• WHAT TO PRODUCE
Take every line containing "size" from the material and copy it.

* * *

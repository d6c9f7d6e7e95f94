use std::borrow::Cow;
use std::io;

/// A specialized [`StorageError`] enum of this crate.
///
/// Branch on [`StorageError::kind`] rather than on the rendered message.
#[stow_derive::stow_error]
pub enum StorageError {
    #[error("Invalid filename{}: {message}", format_context(.context))]
    InvalidFilename { message: Cow<'static, str>, context: Option<Cow<'static, str>> },

    #[error("Invalid extension{}: {message}", format_context(.context))]
    InvalidExtension { message: Cow<'static, str>, context: Option<Cow<'static, str>> },

    #[error("File size is too large{}: maximum allowed size is {limit} bytes", format_context(.context))]
    FileTooLarge { limit: u64, context: Option<Cow<'static, str>> },

    #[error("No free file name left{}: {message}", format_context(.context))]
    AllocationExhausted { message: Cow<'static, str>, context: Option<Cow<'static, str>> },

    #[error("Internal storage failure{}: {source}", format_context(.context))]
    Io { source: io::Error, context: Option<Cow<'static, str>> },

    #[error("Invalid storage configuration{}: {message}", format_context(.context))]
    InvalidConfiguration { message: Cow<'static, str>, context: Option<Cow<'static, str>> },
}

/// Machine-checkable classification of a [`StorageError`].
#[derive(Debug, Clone, Copy, PartialEq, Eq, Hash)]
pub enum StorageErrorKind {
    InvalidFilename,
    InvalidExtension,
    FileTooLarge,
    AllocationExhausted,
    /// Any other I/O failure, including cancellation of an in-flight save.
    Internal,
    /// Only produced while provisioning the engine, never by a save.
    InvalidConfiguration,
}

impl StorageError {
    #[must_use]
    pub const fn kind(&self) -> StorageErrorKind {
        match self {
            Self::InvalidFilename { .. } => StorageErrorKind::InvalidFilename,
            Self::InvalidExtension { .. } => StorageErrorKind::InvalidExtension,
            Self::FileTooLarge { .. } => StorageErrorKind::FileTooLarge,
            Self::AllocationExhausted { .. } => StorageErrorKind::AllocationExhausted,
            Self::Io { .. } => StorageErrorKind::Internal,
            Self::InvalidConfiguration { .. } => StorageErrorKind::InvalidConfiguration,
        }
    }

    /// Translates a failure to create the target path, singling out paths the platform
    /// refuses. Only the exclusive create may use this.
    pub(crate) fn from_io(err: io::Error, context: impl Into<Cow<'static, str>>) -> Self {
        match err.kind() {
            io::ErrorKind::InvalidFilename | io::ErrorKind::InvalidInput => Self::InvalidFilename {
                message: err.to_string().into(),
                context: Some(context.into()),
            },
            _ => Self::internal(err, context),
        }
    }

    /// Wraps any I/O failure that happens once the target exists, whatever its kind.
    pub(crate) fn internal(err: io::Error, context: impl Into<Cow<'static, str>>) -> Self {
        Self::Io { source: err, context: Some(context.into()) }
    }

    pub(crate) fn cancelled() -> Self {
        Self::Io {
            source: io::Error::new(io::ErrorKind::Interrupted, "save cancelled"),
            context: Some("Cancellation requested while streaming".into()),
        }
    }
}

#[cfg(test)]
mod tests {
    use super::*;

    #[test]
    fn platform_rejections_become_invalid_filename() {
        let err = StorageError::from_io(
            io::Error::new(io::ErrorKind::InvalidFilename, "name too long"),
            "Creating upload",
        );
        assert_eq!(err.kind(), StorageErrorKind::InvalidFilename);
    }

    #[test]
    fn other_io_failures_stay_internal() {
        let err = StorageError::from_io(
            io::Error::new(io::ErrorKind::PermissionDenied, "denied"),
            "Creating upload",
        );
        assert_eq!(err.kind(), StorageErrorKind::Internal);
        assert!(err.to_string().contains("Creating upload"));
    }

    #[test]
    fn invalid_input_after_creation_stays_internal() {
        let err = StorageError::internal(
            io::Error::new(io::ErrorKind::InvalidInput, "bad write"),
            "Writing upload",
        );
        assert_eq!(err.kind(), StorageErrorKind::Internal);
    }

    #[test]
    fn cancellation_is_internal_with_interrupted_cause() {
        let StorageError::Io { source, .. } = StorageError::cancelled() else {
            panic!("cancellation should wrap an I/O cause");
        };
        assert_eq!(source.kind(), io::ErrorKind::Interrupted);
    }

    #[test]
    fn messages_render_context() {
        let err = StorageError::FileTooLarge { limit: 16, context: Some("upload.png".into()) };
        assert_eq!(
            err.to_string(),
            "File size is too large (upload.png): maximum allowed size is 16 bytes"
        );
    }
}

* * *

• EXPECTED OUTPUT
    #[error("File size is too large{}: maximum allowed size is {limit} bytes", format_context(.context))]
            "File size is too large (upload.png): maximum allowed size is 16 bytes"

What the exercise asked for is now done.